La reciprocidad fue un importante elemento de cohesión social en las sociedades americanas precolombinas. Este sistema, basado en el intercambio solidario de apoyos, permitió resolver las necesidades concretas de las familias y fortalecer la confianza comunitaria. En muchas zonas sobrevive hasta nuestros días.
El régimen colonial transformó este principio en una relación servil y vertical entre hacendado y peón, entre jefe y subordinado, entre patrón y empleado. De la solidaridad se pasó a otro sistema que, en buen romance, no es más que un simple y pedestre pago de favores. El que estaba bajo la escala jerárquica debía esmerarse en halagos y adulaciones hacia su superior para sobrevivir. Había que hacer buena letra para asegurarse la complacencia y la gratificación de la autoridad.
El régimen republicano perfeccionó e institucionalizó el mecanismo a extremos perversos, aprovechándose de una enmarañada estructura burocrática estatal. Originalmente, la retribución de apoyos se hacía a base de los recursos propios de los involucrados, dando a cambio productos o fuerza de trabajo.

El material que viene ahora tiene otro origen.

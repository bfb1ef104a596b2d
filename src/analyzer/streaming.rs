//! Streaming analysis
//!
//! Walks the workbook one row at a time without building a document. Only
//! counters, per-column tallies for the current sheet and the findings list
//! are kept, so memory does not grow with the number of rows.
//!
//! States: Idle → ReadingSheet → RowProcessing → SheetComplete → (next sheet
//! | Done). A stream-level failure moves to Error and keeps the findings
//! gathered so far; a failure inside one sheet becomes a ProcessingError
//! finding and the next sheet is read.

use super::checks::{check_value, ColumnCensus, MissingValueTracker};
use super::cycles::{cycle_finding, CycleDetector, SubstringCycleDetector};
use super::full_load::issue_code;
use super::memory::MemoryProbe;
use super::{AnalysisStrategy, PathReport};
use crate::config::AnalyzerConfig;
use crate::core::formula_engine::{suggestion_for, ErrorValue};
use crate::error::{SheetcheckError, SheetcheckResult};
use crate::excel::StreamReader;
use crate::types::{AnalysisMethod, Cell, CellValue, Finding, IssueCode, Location, Metadata, Severity};
use regex::RegexSet;
use serde::Serialize;
use std::io::{Cursor, Read, Seek};
use tracing::{debug, warn};

/// Error classes matched by text in formulas and cached values
const MARKED_ERRORS: [ErrorValue; 7] = [
    ErrorValue::DivZero,
    ErrorValue::Value,
    ErrorValue::Ref,
    ErrorValue::Name,
    ErrorValue::Num,
    ErrorValue::NotAvailable,
    ErrorValue::Null,
];

#[derive(Debug, Clone, Copy, PartialEq, Eq, Serialize)]
#[serde(rename_all = "kebab-case")]
pub enum StreamState {
    Idle,
    ReadingSheet,
    RowProcessing,
    SheetComplete,
    Done,
    Error,
}

/// Snapshot of a run in progress (or of the last run)
#[derive(Debug, Clone, PartialEq, Serialize)]
#[serde(rename_all = "camelCase")]
pub struct StreamProgress {
    pub state: StreamState,
    pub processed_sheets: usize,
    pub total_rows: u64,
    pub total_cells: u64,
    pub findings: usize,
    pub memory_bytes: u64,
}

/// Sizes of the state the analyzer held, for checking that it stays bounded
#[derive(Debug, Clone, Copy, Default, PartialEq, Eq, Serialize)]
#[serde(rename_all = "camelCase")]
pub struct StreamStats {
    /// Widest row buffered at once
    pub max_row_cells: usize,
    /// Most columns tallied at once by the type census
    pub max_tracked_columns: usize,
    pub watchdog_samples: u64,
    pub ceiling_breaches: u64,
    pub peak_memory: u64,
}

/// Literal error-marker search
struct ErrorMarkers {
    set: RegexSet,
}

impl ErrorMarkers {
    fn new() -> SheetcheckResult<Self> {
        let patterns = MARKED_ERRORS.iter().map(|e| regex::escape(e.marker()));
        let set = RegexSet::new(patterns)
            .map_err(|e| SheetcheckError::Config(format!("Regex error: {e}")))?;
        Ok(Self { set })
    }

    /// Error classes whose marker appears in any of the texts, in a fixed order
    fn find(&self, texts: &[&str]) -> Vec<ErrorValue> {
        let mut hit = [false; MARKED_ERRORS.len()];
        for text in texts {
            for idx in self.set.matches(text).into_iter() {
                hit[idx] = true;
            }
        }
        MARKED_ERRORS
            .iter()
            .zip(hit)
            .filter(|(_, hit)| *hit)
            .map(|(error, _)| *error)
            .collect()
    }
}

pub struct StreamingAnalyzer {
    config: AnalyzerConfig,
    markers: ErrorMarkers,
    detector: SubstringCycleDetector,
    probe: MemoryProbe,
    state: StreamState,
    findings: Vec<Finding>,
    processed_sheets: usize,
    total_rows: u64,
    total_cells: u64,
    memory_bytes: u64,
    stats: StreamStats,
}

impl StreamingAnalyzer {
    pub fn new(config: AnalyzerConfig) -> SheetcheckResult<Self> {
        Ok(Self {
            config,
            markers: ErrorMarkers::new()?,
            detector: SubstringCycleDetector::new(),
            probe: MemoryProbe::new(),
            state: StreamState::Idle,
            findings: Vec::new(),
            processed_sheets: 0,
            total_rows: 0,
            total_cells: 0,
            memory_bytes: 0,
            stats: StreamStats::default(),
        })
    }

    pub fn state(&self) -> StreamState {
        self.state
    }

    pub fn progress(&self) -> StreamProgress {
        StreamProgress {
            state: self.state,
            processed_sheets: self.processed_sheets,
            total_rows: self.total_rows,
            total_cells: self.total_cells,
            findings: self.findings.len(),
            memory_bytes: self.memory_bytes,
        }
    }

    pub fn stats(&self) -> StreamStats {
        self.stats
    }

    /// Findings gathered so far; after an error, the partial results
    pub fn findings(&self) -> &[Finding] {
        &self.findings
    }

    /// Stream one workbook. Fails only when the container cannot be read as a
    /// whole; the analyzer is then left in `StreamState::Error`.
    pub fn analyze_bytes(&mut self, bytes: &[u8]) -> SheetcheckResult<PathReport> {
        self.reset();
        self.sample_memory();

        let mut reader = match StreamReader::open(Cursor::new(bytes)) {
            Ok(reader) => reader,
            Err(e) => return Err(self.fail(e)),
        };

        let names: Vec<String> = reader.sheets().iter().map(|s| s.name.clone()).collect();
        for (idx, name) in names.iter().enumerate() {
            self.transition(StreamState::ReadingSheet);
            match self.process_sheet(&mut reader, idx, name) {
                Ok(()) => {
                    self.processed_sheets += 1;
                    self.transition(StreamState::SheetComplete);
                    debug!(sheet = %name, rows = self.total_rows, "sheet streamed");
                }
                Err(e) if e.is_stream_level() => return Err(self.fail(e)),
                Err(e) => {
                    warn!(sheet = %name, error = %e, "sheet failed; continuing with the next one");
                    self.findings.push(Finding::new(
                        IssueCode::Processing,
                        Severity::High,
                        Location::cells(name.clone(), vec!["A1".to_string()]),
                        format!("Sheet processing error: {e}"),
                        "Review the sheet content and formatting",
                    ));
                }
            }
        }

        self.sample_memory();
        self.transition(StreamState::Done);

        Ok(PathReport {
            findings: std::mem::take(&mut self.findings),
            metadata: Metadata {
                total_sheets: self.processed_sheets,
                total_rows: self.total_rows,
                total_cells: self.total_cells,
            },
            peak_memory: self.stats.peak_memory,
        })
    }

    fn reset(&mut self) {
        self.state = StreamState::Idle;
        self.findings.clear();
        self.processed_sheets = 0;
        self.total_rows = 0;
        self.total_cells = 0;
        self.memory_bytes = 0;
        self.stats = StreamStats::default();
    }

    fn transition(&mut self, next: StreamState) {
        if self.state != next {
            debug!(from = ?self.state, to = ?next, "stream state");
            self.state = next;
        }
    }

    fn fail(&mut self, error: SheetcheckError) -> SheetcheckError {
        warn!(error = %error, findings = self.findings.len(), "streaming stopped");
        self.transition(StreamState::Error);
        error
    }

    fn process_sheet<R: Read + Seek>(
        &mut self,
        reader: &mut StreamReader<R>,
        idx: usize,
        sheet: &str,
    ) -> SheetcheckResult<()> {
        let mut rows = reader.rows(idx)?;
        let mut missing = MissingValueTracker::new(sheet);
        let mut census = ColumnCensus::new(sheet, self.config.mixed_type_min_cells);

        while let Some(row) = rows.next_row()? {
            self.transition(StreamState::RowProcessing);
            self.total_rows += 1;
            self.stats.max_row_cells = self.stats.max_row_cells.max(row.cells.len());

            for cell in &row.cells {
                self.total_cells += 1;
                self.check_cell(sheet, cell);
                census.observe(cell);
            }
            if let Some(finding) = missing.observe_row(row.index, &row.cells) {
                self.findings.push(finding);
            }
            self.stats.max_tracked_columns =
                self.stats.max_tracked_columns.max(census.tracked_columns());

            if self.total_rows % self.config.watchdog_interval_rows.max(1) == 0 {
                self.watchdog();
            }
        }

        self.findings.extend(census.finish());
        Ok(())
    }

    fn check_cell(&mut self, sheet: &str, cell: &Cell) {
        let CellValue::Formula { text, cached } = &cell.value else {
            check_value(sheet, cell, &mut self.findings);
            return;
        };

        let cached = cached.as_deref().map(CellValue::raw).unwrap_or_default();
        for error in self.markers.find(&[text.as_str(), cached.as_str()]) {
            let shown = if cached.is_empty() { text.as_str() } else { cached.as_str() };
            self.findings.push(
                Finding::new(
                    issue_code(error),
                    Severity::High,
                    Location::cell(sheet, cell.address),
                    format!("Formula error detected: {}", error.marker()),
                    suggestion_for(error),
                )
                .with_value(shown),
            );
        }

        if let Some(cycle) = self.detector.observe(sheet, cell.address, text) {
            self.findings.push(cycle_finding(cycle, self.detector.coverage()));
        }
    }

    fn sample_memory(&mut self) -> u64 {
        self.memory_bytes = self.probe.sample();
        self.stats.watchdog_samples += 1;
        self.stats.peak_memory = self.stats.peak_memory.max(self.memory_bytes);
        self.memory_bytes
    }

    /// Sample memory; above the ceiling, hand spare buffer capacity back
    fn watchdog(&mut self) {
        let bytes = self.sample_memory();
        if bytes > self.config.memory_ceiling_bytes {
            self.stats.ceiling_breaches += 1;
            warn!(
                memory_mb = bytes / (1024 * 1024),
                ceiling_mb = self.config.memory_ceiling_bytes / (1024 * 1024),
                "memory above ceiling; releasing spare capacity"
            );
            self.findings.shrink_to_fit();
        }
    }
}

impl AnalysisStrategy for StreamingAnalyzer {
    fn method(&self) -> AnalysisMethod {
        AnalysisMethod::Streaming
    }

    fn run(&mut self, bytes: &[u8]) -> SheetcheckResult<PathReport> {
        self.analyze_bytes(bytes)
    }
}

#[cfg(test)]
mod tests {
    use super::*;
    use crate::types::FindingKind;
    use rust_xlsxwriter::Workbook;

    fn analyzer() -> StreamingAnalyzer {
        StreamingAnalyzer::new(AnalyzerConfig::default()).unwrap()
    }

    #[test]
    fn test_markers_in_formula_and_cached_value() {
        let markers = ErrorMarkers::new().unwrap();
        assert_eq!(
            markers.find(&["=IF(A1=0,\"#N/A\",B1)", "#DIV/0!"]),
            vec![ErrorValue::DivZero, ErrorValue::NotAvailable]
        );
        assert!(markers.find(&["=SUM(A1:A3)", "6"]).is_empty());
    }

    #[test]
    fn test_streams_rows_and_counts() {
        let mut workbook = Workbook::new();
        let sheet = workbook.add_worksheet();
        sheet.write_string(0, 0, "Item").unwrap();
        sheet.write_string(0, 1, "Qty").unwrap();
        sheet.write_string(1, 0, "Bolt").unwrap();
        sheet.write_number(1, 1, 4).unwrap();
        sheet.write_string(2, 0, "Nut").unwrap();
        sheet.write_formula(3, 2, "=C4+1").unwrap();
        let bytes = workbook.save_to_buffer().unwrap();

        let mut analyzer = analyzer();
        let report = analyzer.analyze_bytes(&bytes).unwrap();
        assert_eq!(analyzer.state(), StreamState::Done);
        assert_eq!(report.metadata.total_sheets, 1);
        assert_eq!(report.metadata.total_rows, 4);
        assert_eq!(report.metadata.total_cells, 6);

        let codes: Vec<_> = report.findings.iter().map(|f| f.code).collect();
        assert!(codes.contains(&IssueCode::MissingValue));
        assert!(codes.contains(&IssueCode::CircularReference));
        let progress = analyzer.progress();
        assert_eq!(progress.processed_sheets, 1);
        assert_eq!(progress.total_rows, 4);
    }

    #[test]
    fn test_corrupt_container_moves_to_error_state() {
        let mut analyzer = analyzer();
        let result = analyzer.analyze_bytes(b"PK\x03\x04 truncated");
        assert!(result.is_err());
        assert_eq!(analyzer.state(), StreamState::Error);
    }

    #[test]
    fn test_error_value_in_cached_result() {
        let mut workbook = Workbook::new();
        let sheet = workbook.add_worksheet();
        sheet
            .write_formula(0, 0, rust_xlsxwriter::Formula::new("=1/0").set_result("#DIV/0!"))
            .unwrap();
        let bytes = workbook.save_to_buffer().unwrap();

        let report = analyzer().analyze_bytes(&bytes).unwrap();
        let errors: Vec<_> = report
            .findings
            .iter()
            .filter(|f| f.kind == FindingKind::FormulaError)
            .collect();
        assert_eq!(errors.len(), 1);
        assert_eq!(errors[0].code, IssueCode::DivByZero);
        assert_eq!(errors[0].value.as_deref(), Some("#DIV/0!"));
    }
}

La república, en cambio, instituyó el pago de favores con fondos públicos, es decir, con recursos ajenos. El palanqueo y la retribución espuria terminaron convertidos en prácticas aceptadas tanto en el sector público como en la relación de este con el sector privado.
El comunicado suscrito por autoridades y funcionarios de la Fiscalía, respaldando a su máximo personero por el caso de Natalia Emme, refleja la dificultad de nuestra sociedad de escabullirse de ese atolladero. Quizás sin proponérselo, los firmantes del comunicado han colocado a su propia institución en terapia intensiva. De nada valen los equipos nuevos, las paredes pintadas, la ampliación de las dependencias o las mejoras en infraestructura, de los que tanto se ufana el Fiscal General, si la independencia de los fiscales y funcionarios está en entredicho.
De la suspicacia que en principio generan estas conductas, muchos ciudadanos podemos pasar a una pérdida de confianza generalizada sobre las decisiones que tomen los administradores de justicia. Así, los afanes por recomponer una institución clave para la democracia quedarían nuevamente burlados.
“Venturoso aquel a quien el cielo dio un pedazo de pan, sin que le quede obligación de agradecerlo a otro que al mismo cielo”, le aconsejaba Don Quijote a Sancho hace 400 años, a propósito de su independencia frente al príncipe. No quería el gran hombre más compromisos que los que su propia libertad le exigiera. Sería preferible que nuestros jueces y fiscales agradecieran al cielo, y no al jefe, por la delicada responsabilidad que tienen en sus manos.